I read this conclusion in text book:
If $X$ and $Y$ are i.i.d continuous r.v.s, then $P(X=Y)=0$, but it doesn't give any proof. I am a bit confused here, what is the rational for this conclusion? Is it because for a continuous r.v., the probability of it equaling to any particular value is $0$?
Thanks.
For a legalistic argument: $P(X=Y)=E( \mathbb 1_{X=Y}) = E( E( \mathbb 1_{X=Y}|Y)) = E( 0) = 0$ since $E(\mathbb 1_{X=Y}|Y) = 0 \text{ a.s.}$. That is, the OP's observation that continuous random variables take on particular values with probability zero, when used with Fubini's theorem (a.k.a. the law of total expectation), does the trick.
Try this simple reasoning: Let $Z=X-Y$ (which must also be continuous). Now, \begin{align*}P(X-Y=0)&=P(0 \leq X-Y \leq 0)\\ &= \int_0^0 p(z)dz\\ &=0, \end{align*} where $p$ is the density for $Z$.
What is ther area of a diagonal in a square?
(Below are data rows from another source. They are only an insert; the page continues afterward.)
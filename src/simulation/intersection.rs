//! Traffic light logic for the avenue intersections
//!
//! Each intersection carries one light with two linked phases: the main
//! phase for north-bound avenue traffic and the ramp phase for west-bound
//! merging traffic. The ramp phase is always the opposite of the main one.

use log::trace;

use super::types::{Direction, GridPos, LightId, LightPhase};

/// A traffic light at an intersection
#[derive(Debug, Clone)]
pub struct SimTrafficLight {
    pub id: LightId,
    pub position: GridPos,
    main_phase: LightPhase,
    /// Ticks since the last flip
    ticks_since_flip: u32,
    /// Ticks between flips
    flip_interval: u32,
}

impl SimTrafficLight {
    pub fn new(id: LightId, position: GridPos, main_phase: LightPhase, flip_interval: u32) -> Self {
        Self {
            id,
            position,
            main_phase,
            ticks_since_flip: 0,
            flip_interval,
        }
    }

    pub fn main_phase(&self) -> LightPhase {
        self.main_phase
    }

    pub fn ramp_phase(&self) -> LightPhase {
        self.main_phase.opposite()
    }

    pub fn ticks_since_flip(&self) -> u32 {
        self.ticks_since_flip
    }

    /// Phase seen by a car approaching in the given direction
    pub fn state_for(&self, direction: Direction) -> LightPhase {
        match direction {
            Direction::North => self.main_phase(),
            Direction::West => self.ramp_phase(),
        }
    }

    pub fn is_green_for(&self, direction: Direction) -> bool {
        self.state_for(direction) == LightPhase::Green
    }

    /// Advance the light by one tick, flipping both phases together once the
    /// interval has elapsed
    pub fn tick(&mut self) {
        self.ticks_since_flip += 1;
        if self.ticks_since_flip >= self.flip_interval {
            self.main_phase = self.main_phase.opposite();
            self.ticks_since_flip = 0;
            trace!(
                "Light {:?} flipped: main={:?}, ramp={:?}",
                self.id.0,
                self.main_phase(),
                self.ramp_phase()
            );
        }
    }
}
//! Avenue Traffic Simulation Library
//!
//! A grid-based simulation of a multi-lane one-way avenue merging with a
//! ramp, producing per-tick snapshots for external rendering.

pub mod simulation;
Here the "honest" calculation:
Now you have $$P(X=Y) = 1-P(X<Y) - P(X>Y) \stackrel{X,Y\;i.i.d.}{=}1-2P(Y>X)$$ So, we calculate the probability on the RHS: \begin{eqnarray*} P(Y>X) & = & \int_{x =-\infty}^{+\infty}\int_{y =x}^{+\infty}f_Y(y)f_X(x)dydx \\ & = & \int_{x =-\infty}^{+\infty}f_X(x)\int_{y =x}^{+\infty}f_Y(y)dydx \\ & \stackrel{X,Y\; i.i.d.}{=} & \int_{x =-\infty}^{+\infty}f_X(x)(1 -F_X(x))dx\\ & = & 1 - \boxed{\int_{x =-\infty}^{+\infty}f_X(x)F_X(x)dx}\\ \end{eqnarray*}
Now, note that you can show easily by partial integration that $I =\int_{x =-\infty}^{+\infty}f_X(x)F_X(x)dx = \frac{1}{2}$
Indeed we have \begin{eqnarray*} I & = & \int_{x =-\infty}^{+\infty}f_X(x)F_X(x)dx\\ & = & \left. (F_X(x))^2 \right|_{-\infty}^{+\infty}- \int_{x =-\infty}^{+\infty}F_X(x)f_X(x)dx\\ & = & 1-I\\ \end{eqnarray*}
All together $$P(X=Y) = 1-2P(Y>X) = 1-2(1-I) = 1-2\cdot\frac{1}{2} = 0$$
For every $N$, partition $\mathbb{R}$ to $N$ intervals $I_n^N$ (we allow intersections of probability zero) such that $\mathbb{P}(X\in A_n)=\frac{1}{N}$ and $\mathbb{P}(I_i \cap I_j)=0$. Notice, that this is possible because $X,Y$ are continuous r.v..
So, \begin{align} \mathbb{P}(X=Y) &\leq \mathbb{P}(\bigcup_n (X \in I_n^N,Y \in I_n^N ) )\\ &\leq \sum_{n=1}^N \mathbb{P}(X \in I_n^N,Y \in I_n^N )\\ &\leq \sum_{n=1}^N \mathbb{P}(X \in I_n^N )\mathbb{P}( Y \in I_n^N )\\ &\leq \frac{1}{N} \end{align}
Now, taking $N\to \infty$, we conclude $$\mathbb{P}(X=Y)=0.$$